Access StatusOpen Access
BACKGROUND: Patients with normalized mean pulmonary artery pressure (mPAP) after pulmonary endarterectomy (PEA) for chronic thromboembolic pulmonary hypertension (CTEPH) do not always regain normal exercise capacity. We evaluated right ventricular function, its interaction with both pulsatile and resistive afterload, and the effect of sildenafil during exercise in these patients. METHODS AND RESULTS: Fourteen healthy controls, 15 CTEPH patients, and 7 patients with normalized resting mPAP (≤25 mm Hg) post-PEA underwent cardiopulmonary exercise testing, followed by cardiac magnetic resonance imaging with simultaneous invasive mPAP measurement during incremental supine cycling exercise. Peak oxygen consumption and peak heart rate were significantly reduced in post-PEA and CTEPH patients compared to controls.

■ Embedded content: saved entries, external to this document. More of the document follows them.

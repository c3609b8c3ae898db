use anchor_lang::prelude::*;

use crate::constants::MAX_PROTOCOL_ID;
use crate::errors::ErrorCode;
use crate::round::RolloverOutcome;
use crate::state::AdapterDirectory;

/// Protocol ids selected by the trader.
///
/// `ordered` keeps insertion order for enumeration, `slots[id]` holds the position in
/// `ordered` plus one (zero means absent). Removal swaps the last id into the freed
/// position, so the order of the remaining ids is not stable.
#[derive(AnchorSerialize, AnchorDeserialize, Clone, Debug, PartialEq, Eq)]
pub struct AdapterSet {
    pub ordered: Vec<u8>,
    pub slots: [u8; 64],
}

const _: () = assert!(MAX_PROTOCOL_ID == 64);

impl Default for AdapterSet {
    fn default() -> Self {
        Self {
            ordered: Vec::new(),
            slots: [0; 64],
        }
    }
}

impl AdapterSet {
    pub const SPACE: usize = 4 + MAX_PROTOCOL_ID + MAX_PROTOCOL_ID;

    pub fn contains(&self, protocol_id: u8) -> bool {
        self.slots
            .get(protocol_id as usize)
            .is_some_and(|slot| *slot != 0)
    }

    pub fn len(&self) -> usize {
        self.ordered.len()
    }

    pub fn is_empty(&self) -> bool {
        self.ordered.is_empty()
    }

    pub fn insert(&mut self, protocol_id: u8) -> Result<()> {
        require!((protocol_id as usize) < MAX_PROTOCOL_ID, ErrorCode::InvalidProtocol);
        require!(!self.contains(protocol_id), ErrorCode::AdapterPresent);
        self.ordered.push(protocol_id);
        self.slots[protocol_id as usize] = self.ordered.len() as u8;
        Ok(())
    }

    pub fn remove(&mut self, protocol_id: u8) -> Result<()> {
        require!(self.contains(protocol_id), ErrorCode::AdapterNotPresent);
        let index = self.slots[protocol_id as usize] as usize - 1;
        self.ordered.swap_remove(index);
        if let Some(moved) = self.ordered.get(index) {
            self.slots[*moved as usize] = index as u8 + 1;
        }
        self.slots[protocol_id as usize] = 0;
        Ok(())
    }
}

/// The trader's own capital and round bookkeeping.
/// PDA of `[TRADER_WALLET_SEED, seed]`, where `seed` is the creating trader and never changes.
#[account]
#[derive(Default, Debug, PartialEq, Eq)]
pub struct TraderWallet {
    pub trader: Pubkey,
    pub seed: Pubkey,
    pub asset_mint: Pubkey,
    /// Default until `initialize_users_vault` links one.
    pub users_vault: Pubkey,
    pub bump: u8,

    pub current_round: u64,
    pub cumulative_pending_deposits: u64,
    pub cumulative_pending_withdrawals: u64,

    pub initial_vault_balance: u64,
    pub after_round_vault_balance: u64,
    pub initial_trader_balance: u64,
    pub after_round_trader_balance: u64,
    pub trader_profit: i64,
    pub vault_profit: i64,
    /// Vault capital per unit of wallet capital at the start of the round, 1e18 fixed-point.
    pub ratio_proportions: u128,
    /// Assets sitting in open positions and orders, at cost.
    pub deployed_collateral: u64,

    pub adapters: AdapterSet,
}

impl TraderWallet {
    // 8 discriminator + 32 trader + 32 seed + 32 asset_mint + 32 users_vault + 1 bump
    // + 8 round + 8 pending_deposits + 8 pending_withdrawals
    // + 8 * 4 balances + 8 * 2 profits + 16 ratio + 8 deployed
    // + adapters
    pub const SPACE: usize =
        8 + 32 * 4 + 1 + 8 * 3 + 8 * 4 + 8 * 2 + 16 + 8 + AdapterSet::SPACE;

    pub fn require_trader(&self, signer: &Pubkey) -> Result<()> {
        require_keys_eq!(*signer, self.trader, ErrorCode::Unauthorized);
        Ok(())
    }

    /// Asset balance the wallet may trade with: excludes this round's deposits.
    pub fn free_trading_balance(&self, asset_balance: u64) -> u64 {
        asset_balance.saturating_sub(self.cumulative_pending_deposits)
    }

    pub fn add_adapter_to_use(
        &mut self,
        protocol_id: u8,
        directory: &impl AdapterDirectory,
    ) -> Result<()> {
        require!(directory.is_adapter_allowed(protocol_id), ErrorCode::InvalidProtocol);
        self.adapters.insert(protocol_id)
    }

    pub fn remove_adapter_to_use(&mut self, protocol_id: u8) -> Result<()> {
        self.adapters.remove(protocol_id)
    }

    /// Program id of an adapter that is both registered and selected by the trader.
    pub fn resolve_adapter(
        &self,
        protocol_id: u8,
        directory: &impl AdapterDirectory,
    ) -> Result<Pubkey> {
        require!(self.adapters.contains(protocol_id), ErrorCode::InvalidAdapter);
        directory
            .adapter_address(protocol_id)
            .ok_or_else(|| error!(ErrorCode::InvalidAdapter))
    }

    pub fn record_deposit(&mut self, amount: u64) -> Result<()> {
        require!(amount > 0, ErrorCode::ZeroAmount);
        self.cumulative_pending_deposits = self
            .cumulative_pending_deposits
            .checked_add(amount)
            .ok_or(ErrorCode::MathOverflow)?;
        Ok(())
    }

    pub fn record_withdraw_request(&mut self, amount: u64) -> Result<()> {
        require!(self.current_round > 0, ErrorCode::InvalidRound);
        require!(amount > 0, ErrorCode::ZeroAmount);
        let requested = self
            .cumulative_pending_withdrawals
            .checked_add(amount)
            .ok_or(ErrorCode::MathOverflow)?;
        require!(requested <= self.initial_trader_balance, ErrorCode::InsufficientAssets);
        self.cumulative_pending_withdrawals = requested;
        Ok(())
    }

    /// Write the settlement and open the next round. Returns the round that was closed.
    pub fn apply_rollover(&mut self, outcome: &RolloverOutcome) -> Result<u64> {
        self.after_round_trader_balance = outcome.after_round_trader_balance;
        self.after_round_vault_balance = outcome.after_round_vault_balance;
        self.initial_trader_balance = outcome.next_initial_trader_balance;
        self.initial_vault_balance = outcome.next_initial_vault_balance;
        self.trader_profit = outcome.trader_profit;
        self.vault_profit = outcome.vault_profit;
        self.ratio_proportions = outcome.ratio_proportions;
        self.cumulative_pending_deposits = 0;
        self.cumulative_pending_withdrawals = 0;

        let closed = self.current_round;
        self.current_round = closed.checked_add(1).ok_or(ErrorCode::MathOverflow)?;
        Ok(closed)
    }
}

#[cfg(test)]
mod tests {
    use super::*;
    use crate::constants::PRICE_PRECISION;
    use crate::round::{settle_round, RolloverInputs};
    use crate::state::UsersVault;

    struct FakeDirectory(Vec<(u8, Pubkey)>);

    impl AdapterDirectory for FakeDirectory {
        fn is_adapter_allowed(&self, protocol_id: u8) -> bool {
            self.0.iter().any(|(id, _)| *id == protocol_id)
        }

        fn adapter_address(&self, protocol_id: u8) -> Option<Pubkey> {
            self.0.iter().find(|(id, _)| *id == protocol_id).map(|(_, p)| *p)
        }
    }

    #[test]
    fn test_adapter_set_insert_and_lookup() {
        let mut set = AdapterSet::default();
        set.insert(1).unwrap();
        set.insert(7).unwrap();
        set.insert(63).unwrap();

        assert_eq!(set.ordered, vec![1, 7, 63]);
        assert!(set.contains(7));
        assert!(!set.contains(2));
        assert!(!set.contains(200));

        let present: Error = ErrorCode::AdapterPresent.into();
        assert_eq!(set.insert(7).unwrap_err(), present);
        let invalid: Error = ErrorCode::InvalidProtocol.into();
        assert_eq!(set.insert(64).unwrap_err(), invalid);
    }

    #[test]
    fn test_adapter_set_swap_remove_keeps_index_consistent() {
        let mut set = AdapterSet::default();
        for id in [4, 5, 6, 9] {
            set.insert(id).unwrap();
        }
        set.remove(5).unwrap();

        assert!(!set.contains(5));
        assert_eq!(set.len(), 3);
        for id in [4, 6, 9] {
            assert!(set.contains(id));
            let slot = set.slots[id as usize] as usize;
            assert_eq!(set.ordered[slot - 1], id);
        }

        let missing: Error = ErrorCode::AdapterNotPresent.into();
        assert_eq!(set.remove(5).unwrap_err(), missing);

        set.remove(9).unwrap();
        set.remove(4).unwrap();
        set.remove(6).unwrap();
        assert!(set.is_empty());
        assert_eq!(set.slots, [0; MAX_PROTOCOL_ID]);
    }

    #[test]
    fn test_add_adapter_requires_registry() {
        let directory = FakeDirectory(vec![(1, Pubkey::new_unique())]);
        let mut wallet = TraderWallet::default();

        let invalid: Error = ErrorCode::InvalidProtocol.into();
        assert_eq!(wallet.add_adapter_to_use(2, &directory).unwrap_err(), invalid);

        wallet.add_adapter_to_use(1, &directory).unwrap();
        let present: Error = ErrorCode::AdapterPresent.into();
        assert_eq!(wallet.add_adapter_to_use(1, &directory).unwrap_err(), present);
    }

    #[test]
    fn test_resolve_adapter_needs_selection_and_registry() {
        let gmx = Pubkey::new_unique();
        let directory = FakeDirectory(vec![(1, gmx), (2, Pubkey::new_unique())]);
        let mut wallet = TraderWallet::default();
        wallet.add_adapter_to_use(1, &directory).unwrap();

        assert_eq!(wallet.resolve_adapter(1, &directory).unwrap(), gmx);

        let invalid: Error = ErrorCode::InvalidAdapter.into();
        assert_eq!(wallet.resolve_adapter(2, &directory).unwrap_err(), invalid);
        // selected, but the registry no longer allows it
        assert_eq!(
            wallet.resolve_adapter(1, &FakeDirectory(vec![])).unwrap_err(),
            invalid
        );
    }

    #[test]
    fn test_require_trader() {
        let trader = Pubkey::new_unique();
        let wallet = TraderWallet {
            trader,
            ..Default::default()
        };
        wallet.require_trader(&trader).unwrap();
        let expected: Error = ErrorCode::Unauthorized.into();
        assert_eq!(wallet.require_trader(&Pubkey::new_unique()).unwrap_err(), expected);
    }

    #[test]
    fn test_trader_withdraw_request_bounds() {
        let mut wallet = TraderWallet::default();
        let round: Error = ErrorCode::InvalidRound.into();
        assert_eq!(wallet.record_withdraw_request(10).unwrap_err(), round);

        wallet.current_round = 1;
        wallet.initial_trader_balance = 1_000;
        let zero: Error = ErrorCode::ZeroAmount.into();
        assert_eq!(wallet.record_withdraw_request(0).unwrap_err(), zero);

        wallet.record_withdraw_request(600).unwrap();
        let insufficient: Error = ErrorCode::InsufficientAssets.into();
        assert_eq!(wallet.record_withdraw_request(401).unwrap_err(), insufficient);
        wallet.record_withdraw_request(400).unwrap();
        assert_eq!(wallet.cumulative_pending_withdrawals, 1_000);
    }

    #[test]
    fn test_coupled_rollover_keeps_rounds_in_lockstep() {
        let wallet_key = Pubkey::new_unique();
        let mut wallet = TraderWallet::default();
        let mut vault = UsersVault {
            trader_wallet: wallet_key,
            ..Default::default()
        };

        for round in 0..3u64 {
            wallet.record_deposit(100).unwrap();
            vault.pending_deposit_assets += 500;
            let outcome = settle_round(&RolloverInputs {
                wallet_balance: wallet.initial_trader_balance + 100,
                wallet_pending_deposits: wallet.cumulative_pending_deposits,
                initial_trader_balance: wallet.initial_trader_balance,
                vault_balance: vault.initial_vault_balance + 500,
                vault_pending_deposits: vault.pending_deposit_assets,
                initial_vault_balance: vault.initial_vault_balance,
                share_supply: vault.initial_vault_balance,
                ..Default::default()
            })
            .unwrap();

            let closed_vault = vault
                .rollover_from_trader(&wallet_key, wallet.current_round, &outcome)
                .unwrap();
            let closed_wallet = wallet.apply_rollover(&outcome).unwrap();

            assert_eq!(closed_vault, round);
            assert_eq!(closed_wallet, round);
            assert_eq!(wallet.current_round, round + 1);
            assert_eq!(vault.current_round, wallet.current_round);
            assert_eq!(wallet.ratio_proportions, 5 * PRICE_PRECISION);
            assert_eq!(wallet.cumulative_pending_deposits, 0);
        }
    }

    #[test]
    fn test_open_positions_do_not_skew_next_ratio() {
        let wallet_key = Pubkey::new_unique();
        let mut wallet = TraderWallet {
            current_round: 1,
            initial_trader_balance: 1_000,
            deployed_collateral: 600,
            ..Default::default()
        };
        let mut vault = UsersVault {
            trader_wallet: wallet_key,
            current_round: 1,
            initial_vault_balance: 5_000,
            deployed_collateral: 3_000,
            ..Default::default()
        };
        wallet.record_deposit(100).unwrap();
        // 400 liquid plus this round's 100
        assert_eq!(wallet.free_trading_balance(500), 400);

        let outcome = settle_round(&RolloverInputs {
            wallet_balance: 500,
            wallet_pending_deposits: wallet.cumulative_pending_deposits,
            initial_trader_balance: wallet.initial_trader_balance,
            wallet_deployed_collateral: wallet.deployed_collateral,
            vault_balance: 2_000,
            initial_vault_balance: vault.initial_vault_balance,
            vault_deployed_collateral: vault.deployed_collateral,
            share_supply: 5_000,
            ..Default::default()
        })
        .unwrap();
        vault
            .rollover_from_trader(&wallet_key, wallet.current_round, &outcome)
            .unwrap();
        wallet.apply_rollover(&outcome).unwrap();

        assert_eq!(outcome.trader_profit, 0);
        assert_eq!(wallet.initial_trader_balance, 1_100);
        assert_eq!(vault.initial_vault_balance, 5_000);
        assert_eq!(wallet.ratio_proportions, 5_000 * PRICE_PRECISION / 1_100);
        // positions stay open across the rollover
        assert_eq!(wallet.deployed_collateral, 600);
        assert_eq!(vault.deployed_collateral, 3_000);
    }
}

The mPAP-cardiac output slope was steeper in post-PEA patients than in controls and similar to CTEPH. Relative to controls, resting right ventricular ejection fraction was reduced in CTEPH, but not in post-PEA patients. In contrast, peak exercise right ventricular ejection fraction was reduced both in post-PEA and CTEPH patients. Exercise led to reduction of pulmonary arterial compliance in all groups. Nevertheless, resting pulmonary arterial compliance values in CTEPH and post-PEA patients were even lower than those in controls at peak exercise. In post-PEA patients, sildenafil did not affect resting hemodynamics nor right ventricular function, but decreased the mPAP/cardiac output slope and increased peak exercise right ventricular ejection fraction. CONCLUSIONS: Exercise intolerance in post-PEA patients is explained by abnormal pulmonary vascular reserve and chronotropic incompetence. The mPAP/cardiac output slope and pulmonary arterial compliance are sensitive measures demonstrating abnormal resistive and pulsatile pulmonary vascular function in post-PEA patients. These abnormalities are partially attenuated with sildenafil.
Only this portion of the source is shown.